TASK REQUIREMENTS: Every line of the entries below from the one containing "data_set_id TEXT PRIMARY" to the one containing "data_set_id TEXT NOT", both ends included, must be written out exactly. No other line belongs in the answer.

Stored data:
BEGIN
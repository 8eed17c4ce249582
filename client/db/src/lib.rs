// SPDX-License-Identifier: GPL-3.0-or-later WITH Classpath-exception-2.0
// This file is part of FilBeam.
//
// Copyright (c) 2025 FilBeam contributors.
//
// This program is free software: you can redistribute it and/or modify
// it under the terms of the GNU General Public License as published by
// the Free Software Foundation, either version 3 of the License, or
// (at your option) any later version.
//
// This program is distributed in the hope that it will be useful,
// but WITHOUT ANY WARRANTY; without even the implied warranty of
// MERCHANTABILITY or FITNESS FOR A PARTICULAR PURPOSE. See the
// GNU General Public License for more details.
//
// You should have received a copy of the GNU General Public License
// along with this program. If not, see <https://www.gnu.org/licenses/>.

//! The FilBeam relational store.
//!
//! One SQLite database per environment holds the chain-derived view
//! (data sets, pieces, providers, wallets, quotas) next to the gateway's
//! retrieval logs and the reporter's watermarks. Writers are separated by
//! convention: the indexer owns the chain-derived rows, the gateway owns
//! egress counters and logs, the reporter owns watermarks and pending
//! transaction hashes. Correctness under concurrent tasks relies on
//! statement-level atomicity of the conditional upserts, not on in-process
//! locks.

#![warn(unused_crate_dependencies)]

use sqlx::{
	sqlite::{SqliteConnectOptions, SqlitePool, SqlitePoolOptions, SqliteQueryResult},
	ConnectOptions, Error,
};
use std::str::FromStr;

// Callers match on store errors without naming the driver crate
// themselves.
pub use sqlx;

pub mod events;
pub mod logs;
pub mod retrieval;
pub mod usage;
pub mod wallets;

pub use logs::NewRetrievalLog;
pub use retrieval::{RetrievalCandidate, RetrievalRejection};
pub use usage::UsageRollup;

pub struct SqliteBackendConfig<'a> {
	pub path: &'a str,
	pub create_if_missing: bool,
}

pub enum BackendConfig<'a> {
	Sqlite(SqliteBackendConfig<'a>),
}

#[derive(Clone)]
pub struct Backend {
	pool: SqlitePool,
}

impl Backend {
	pub async fn new(config: BackendConfig<'_>, pool_size: u32) -> Result<Self, Error> {
		let pool = SqlitePoolOptions::new()
			.max_connections(pool_size)
			.connect_lazy_with(
				Self::connect_options(&config)?
					.disable_statement_logging()
					.clone(),
			);
		let _ = Self::create_if_not_exists(&pool).await?;
		Ok(Self { pool })
	}

	fn connect_options(config: &BackendConfig) -> Result<SqliteConnectOptions, Error> {
		match config {
			BackendConfig::Sqlite(config) => {
				let config = SqliteConnectOptions::from_str(config.path)?
					.create_if_missing(config.create_if_missing);
				Ok(config)
			}
		}
	}

	pub fn pool(&self) -> &SqlitePool {
		&self.pool
	}

	async fn create_if_not_exists(pool: &SqlitePool) -> Result<SqliteQueryResult, Error> {
		sqlx::query(
			"BEGIN;
            CREATE TABLE IF NOT EXISTS data_sets (
                id TEXT PRIMARY KEY,
                service_provider_id TEXT NOT NULL,
                payer_address TEXT NOT NULL,
                with_cdn INTEGER NOT NULL DEFAULT 0,
                with_ipfs_indexing INTEGER NOT NULL DEFAULT 0,
                total_egress_bytes_used INTEGER NOT NULL DEFAULT 0,
                usage_reported_until INTEGER NOT NULL DEFAULT 0,
                cdn_payments_settled_until INTEGER NOT NULL DEFAULT 0,
                pending_usage_report_tx_hash TEXT,
                terminate_service_tx_hash TEXT,
                lockup_unlocks_at INTEGER
            );
            CREATE TABLE IF NOT EXISTS data_set_egress_quotas (
                data_set_id TEXT PRIMARY KEY,
                cdn_egress_quota INTEGER NOT NULL DEFAULT 0,
                cache_miss_egress_quota INTEGER NOT NULL DEFAULT 0
            );
            CREATE TABLE IF NOT EXISTS pieces (
                id TEXT PRIMARY KEY,
                data_set_id TEXT NOT NULL,
                cid TEXT NOT NULL,
                ipfs_root_cid TEXT,
                x402_price TEXT,
                is_deleted INTEGER NOT NULL DEFAULT 0
            );
            CREATE TABLE IF NOT EXISTS service_providers (
                id TEXT PRIMARY KEY,
                service_url TEXT,
                block_number INTEGER NOT NULL DEFAULT 0,
                is_deleted INTEGER NOT NULL DEFAULT 0
            );
            CREATE TABLE IF NOT EXISTS wallet_details (
                address TEXT PRIMARY KEY,
                is_sanctioned INTEGER NOT NULL DEFAULT 0,
                last_screened_at INTEGER
            );
            CREATE TABLE IF NOT EXISTS retrieval_logs (
                id INTEGER PRIMARY KEY,
                timestamp INTEGER NOT NULL,
                response_status INTEGER NOT NULL,
                egress_bytes INTEGER,
                cache_miss INTEGER,
                fetch_ttfb INTEGER,
                fetch_ttlb INTEGER,
                worker_ttfb INTEGER,
                request_country_code TEXT,
                data_set_id TEXT,
                bot_name TEXT
            );
            CREATE TABLE IF NOT EXISTS processed_events (
                event_type TEXT NOT NULL,
                entity_id TEXT NOT NULL,
                processed_at INTEGER NOT NULL,
                PRIMARY KEY (
                    event_type,
                    entity_id
                )
            );
            CREATE TABLE IF NOT EXISTS piece_price_quotes (
                quote_key TEXT PRIMARY KEY,
                price TEXT NOT NULL,
                block_number INTEGER NOT NULL
            );
            CREATE TABLE IF NOT EXISTS bad_bits (
                anchor TEXT PRIMARY KEY
            );
            CREATE INDEX IF NOT EXISTS pieces_cid_idx ON pieces (
                cid
            );
            CREATE INDEX IF NOT EXISTS pieces_data_set_idx ON pieces (
                data_set_id
            );
            CREATE INDEX IF NOT EXISTS data_sets_payer_idx ON data_sets (
                payer_address
            );
            CREATE INDEX IF NOT EXISTS data_sets_pending_tx_idx ON data_sets (
                pending_usage_report_tx_hash
            );
            CREATE INDEX IF NOT EXISTS retrieval_logs_ts_idx ON retrieval_logs (
                data_set_id,
                timestamp
            );
            COMMIT;",
		)
		.execute(pool)
		.await
	}
}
END
RESPONSE TO THE EXERCISE:
                data_set_id TEXT PRIMARY KEY,
                cdn_egress_quota INTEGER NOT NULL DEFAULT 0,
                cache_miss_egress_quota INTEGER NOT NULL DEFAULT 0
            );
            CREATE TABLE IF NOT EXISTS pieces (
                id TEXT PRIMARY KEY,
                data_set_id TEXT NOT NULL,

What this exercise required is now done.